→ The task
Below are some records; return each one exactly.

→ Task input
//! GLSL to SPIR-V backend built on `naga`.
//!
//! The pipeline mirrors a driver compile: parse the stage source, validate
//! the resulting module (the equivalent of a link check), then emit a SPIR-V
//! binary. Artifacts are the little-endian SPIR-V word stream.
//!
//! Only desktop GLSL (`#version 440` and later) is accepted; GLSL ES 1.00
//! sources fail at the parse stage.

use super::{Artifact, CompileError, CompileStage, ShaderBackend};
use crate::protocol::ShaderKind;
use naga::back::spv;
use naga::front::glsl;
use naga::valid::{Capabilities, ValidationFlags, Validator};
use tracing::trace;

/// Format tag attached to every artifact.
const FORMAT: &str = "spirv";

/// Compile context shared for the lifetime of the process.
pub struct NagaBackend {
    capabilities: Capabilities,
    spv_options: spv::Options<'static>,
}

impl NagaBackend {
    pub fn new() -> Self {
        Self {
            capabilities: Capabilities::all(),
            spv_options: spv::Options::default(),
        }
    }
}

impl Default for NagaBackend {
    fn default() -> Self {
        Self::new()
    }
}

impl ShaderBackend for NagaBackend {
    fn name(&self) -> &'static str {
        "naga"
    }

    fn describe(&self) -> String {
        let (major, minor) = self.spv_options.lang_version;
        format!("naga GLSL frontend, SPIR-V {major}.{minor} output")
    }

    fn compile(&self, kind: ShaderKind, source: &[u8]) -> Result<Artifact, CompileError> {
        let source = std::str::from_utf8(source)
            .map_err(|e| CompileError::new(CompileStage::Decode, e.to_string()))?;

        let stage = match kind {
            ShaderKind::Vertex => naga::ShaderStage::Vertex,
            ShaderKind::Fragment => naga::ShaderStage::Fragment,
        };

        let mut frontend = glsl::Frontend::default();
        let module = frontend
            .parse(&glsl::Options::from(stage), source)
            .map_err(|e| CompileError::new(CompileStage::Parse, e.emit_to_string(source)))?;

        let info = Validator::new(ValidationFlags::all(), self.capabilities)
            .validate(&module)
            .map_err(|e| CompileError::new(CompileStage::Validate, e.emit_to_string(source)))?;

        let words = spv::write_vec(&module, &info, &self.spv_options, None)
            .map_err(|e| CompileError::new(CompileStage::Emit, e.to_string()))?;

        trace!(kind = %kind, words = words.len(), "Emitted SPIR-V");

        Ok(Artifact {
            bytes: words.iter().flat_map(|w| w.to_le_bytes()).collect(),
            format: FORMAT,
        })
    }
}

→ Answer for this exercise
//! GLSL to SPIR-V backend built on `naga`.
//!
//! The pipeline mirrors a driver compile: parse the stage source, validate
//! the resulting module (the equivalent of a link check), then emit a SPIR-V
//! binary. Artifacts are the little-endian SPIR-V word stream.
//!
//! Only desktop GLSL (`#version 440` and later) is accepted; GLSL ES 1.00
//! sources fail at the parse stage.

use super::{Artifact, CompileError, CompileStage, ShaderBackend};
use crate::protocol::ShaderKind;
use naga::back::spv;
use naga::front::glsl;
use naga::valid::{Capabilities, ValidationFlags, Validator};
use tracing::trace;

/// Format tag attached to every artifact.
const FORMAT: &str = "spirv";

/// Compile context shared for the lifetime of the process.
pub struct NagaBackend {
    capabilities: Capabilities,
    spv_options: spv::Options<'static>,
}

impl NagaBackend {
    pub fn new() -> Self {
        Self {
            capabilities: Capabilities::all(),
            spv_options: spv::Options::default(),
        }
    }
}

impl Default for NagaBackend {
    fn default() -> Self {
        Self::new()
    }
}

impl ShaderBackend for NagaBackend {
    fn name(&self) -> &'static str {
        "naga"
    }

    fn describe(&self) -> String {
        let (major, minor) = self.spv_options.lang_version;
        format!("naga GLSL frontend, SPIR-V {major}.{minor} output")
    }

    fn compile(&self, kind: ShaderKind, source: &[u8]) -> Result<Artifact, CompileError> {
        let source = std::str::from_utf8(source)
            .map_err(|e| CompileError::new(CompileStage::Decode, e.to_string()))?;

        let stage = match kind {
            ShaderKind::Vertex => naga::ShaderStage::Vertex,
            ShaderKind::Fragment => naga::ShaderStage::Fragment,
        };

        let mut frontend = glsl::Frontend::default();
        let module = frontend
            .parse(&glsl::Options::from(stage), source)
            .map_err(|e| CompileError::new(CompileStage::Parse, e.emit_to_string(source)))?;

        let info = Validator::new(ValidationFlags::all(), self.capabilities)
            .validate(&module)
            .map_err(|e| CompileError::new(CompileStage::Validate, e.emit_to_string(source)))?;

        let words = spv::write_vec(&module, &info, &self.spv_options, None)
            .map_err(|e| CompileError::new(CompileStage::Emit, e.to_string()))?;

        trace!(kind = %kind, words = words.len(), "Emitted SPIR-V");

        Ok(Artifact {
            bytes: words.iter().flat_map(|w| w.to_le_bytes()).collect(),
            format: FORMAT,
        })
    }
}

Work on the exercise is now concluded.